The fossilised remains of a 100-million-year-old massive flying pterosaur have been found in western Queensland.
The reptile helps flesh out what this part of the Australian outback was like at the height of the “Age of Dinosaurs” during the Cretaceous period (145–66 million years ago).
Haliskia peterseni was unearthed in 2021 and is described in a paper published today in the journal Scientific Reports.
H.peterseni belongs to a group of snout-crested, toothed pterosaurs called anhanguerians which have been found around the world. This group includes one of the largest pterosaurs to have ever lived, Ornithocheirus simus, which had a wingspan of more than 12 metres and has been found in England and possibly Morocco.
Most present-day eagles typically have a wingspan of about 2 – 2.5m; while the albatross can be a metre wider than that.
While not as large as its antipodean cousin, H. peterseni would have been a formidable hunter.
“With a wingspan of approximately 4.6m, Haliskia would have been a fearsome predator around 100 million years ago when much of central western Queensland was underwater, covered by a vast inland sea and globally positioned about where Victoria’s southern coastline is today,” says lead researcher Adele Pentland, a PhD student at Western Australia’s Curtin University.
The new findis the most complete specimen of any pterosaur found in the country.

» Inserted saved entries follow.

//! Recording stand-ins for the sensor, actuator and persistence transports.
//!
//! Every mock is a cheap handle around shared state, so a test can hand one
//! clone to the supervisor and keep another to inspect or steer it.

use crate::{
  error::{RegulatorError, RegulatorResult},
  state::lock,
  transport::{ActuatorTransport, PersistenceSink, SensorTransport},
};
use common::comm::Sample;
use std::{
  io,
  sync::{Arc, Mutex},
  thread,
  time::{Duration, Instant},
};

#[derive(Debug, Default)]
struct SensorState {
  level: Option<f64>,
  available: bool,
  reads: usize,
  releases: usize,
  panic_next: bool,
}

#[derive(Clone, Debug)]
pub struct MockSensor {
  inner: Arc<Mutex<SensorState>>,
}

impl MockSensor {
  /// A connected sensor reporting `level` of full scale.
  pub fn new(level: f64) -> Self {
    MockSensor {
      inner: Arc::new(Mutex::new(SensorState {
        level: Some(level),
        available: true,
        ..Default::default()
      })),
    }
  }

  pub fn set_level(&self, level: Option<f64>) {
    lock(&self.inner).level = level;
  }

  /// Changes what `is_available` reports. Reads keep returning the level, as
  /// a transport holding a stale value would.
  pub fn set_available(&self, available: bool) {
    lock(&self.inner).available = available;
  }

  /// Makes the next read panic.
  pub fn panic_on_next_read(&self) {
    lock(&self.inner).panic_next = true;
  }

  pub fn reads(&self) -> usize {
    lock(&self.inner).reads
  }

  pub fn releases(&self) -> usize {
    lock(&self.inner).releases
  }
}

impl SensorTransport for MockSensor {
  fn read_normalized(&mut self) -> Option<f64> {
    let (level, explode) = {
      let mut state = lock(&self.inner);
      state.reads += 1;

      let explode = state.panic_next;
      state.panic_next = false;

      (state.level, explode)
    };

    if explode {
      panic!("mock sensor exploded");
    }

    level
  }

  fn is_available(&self) -> bool {
    lock(&self.inner).available
  }

  fn release(&mut self) {
    lock(&self.inner).releases += 1;
  }
}

#[derive(Debug)]
struct ActuatorState {
  writes: Vec<(u32, bool)>,
  open: bool,
  panic_on_open: bool,
}

#[derive(Clone, Debug)]
pub struct MockActuator {
  inner: Arc<Mutex<ActuatorState>>,
}

impl MockActuator {
  pub fn new() -> Self {
    MockActuator {
      inner: Arc::new(Mutex::new(ActuatorState {
        writes: Vec::new(),
        open: true,
        panic_on_open: false,
      })),
    }
  }

  /// Every `(channel, high)` write issued so far, oldest first.
  pub fn writes(&self) -> Vec<(u32, bool)> {
    lock(&self.inner).writes.clone()
  }

  pub fn clear(&self) {
    lock(&self.inner).writes.clear();
  }

  /// Level of the most recent write to `channel`.
  pub fn level(&self, channel: u32) -> Option<bool> {
    lock(&self.inner)
      .writes
      .iter()
      .rev()
      .find(|(written, _)| *written == channel)
      .map(|(_, high)| *high)
  }

  pub fn set_open(&self, open: bool) {
    lock(&self.inner).open = open;
  }

  /// While set, any attempt to drive a channel high panics. Low writes still
  /// go through.
  pub fn set_panic_on_open(&self, panic: bool) {
    lock(&self.inner).panic_on_open = panic;
  }
}

impl Default for MockActuator {
  fn default() -> Self {
    MockActuator::new()
  }
}

impl ActuatorTransport for MockActuator {
  fn write_digital(&mut self, channel: u32, high: bool) {
    let explode = {
      let mut state = lock(&self.inner);

      if high && state.panic_on_open {
        true
      } else {
        state.writes.push((channel, high));
        false
      }
    };

    if explode {
      panic!("mock actuator exploded on channel {channel}");
    }
  }

  fn is_open(&self) -> bool {
    lock(&self.inner).open
  }
}

#[derive(Debug, Default)]
struct SinkState {
  flushes: Vec<Vec<Sample>>,
  failing: bool,
}

#[derive(Clone, Debug, Default)]
pub struct MockSink {
  inner: Arc<Mutex<SinkState>>,
}

impl MockSink {
  pub fn new() -> Self {
    MockSink::default()
  }

  /// Contents of every flush attempted so far, including failed ones.
  pub fn flushes(&self) -> Vec<Vec<Sample>> {
    lock(&self.inner).flushes.clone()
  }

  pub fn set_failing(&self, failing: bool) {
    lock(&self.inner).failing = failing;
  }
}

impl PersistenceSink for MockSink {
  fn flush(&mut self, samples: &[Sample]) -> RegulatorResult<()> {
    let mut state = lock(&self.inner);
    state.flushes.push(samples.to_vec());

    if state.failing {
      Err(RegulatorError::Io(io::Error::new(
        io::ErrorKind::Other,
        "mock sink is failing",
      )))
    } else {
      Ok(())
    }
  }
}

/// Polls `condition` until it holds or `timeout` elapses. Returns whether it
/// held.
pub fn wait_until(timeout: Duration, mut condition: impl FnMut() -> bool) -> bool {
  let deadline = Instant::now() + timeout;

  loop {
    if condition() {
      return true;
    }

    if Instant::now() >= deadline {
      return false;
    }

    thread::sleep(Duration::from_millis(1));
  }
}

“Haliskia is 22% complete, making it more than twice as complete as the only other known partial pterosaur skeleton found in Australia,” Pentland says. “The specimen includes complete lower jaws, the tip of the upper jaw, 43 teeth, vertebrae, ribs, bones from both wings and part of a leg. Also present are very thin and delicate throat bones, indicating a muscular tongue, which helped during feeding on fish and cephalopods.”
Pentland adds Haliskia to a growing personal body of research which includes her description of the oldest pterosaur found in Australia.
The specimen will be displayed at the Kronosaurus Korner museum in central Queensland. It will join other massive reptiles which once lived alongside dinosaurs including the museum’s namesake, Kronosaurus queenslandicus – a marine reptile with a 2.4-metre-long skull – and the most complete plesiosaur in Australia.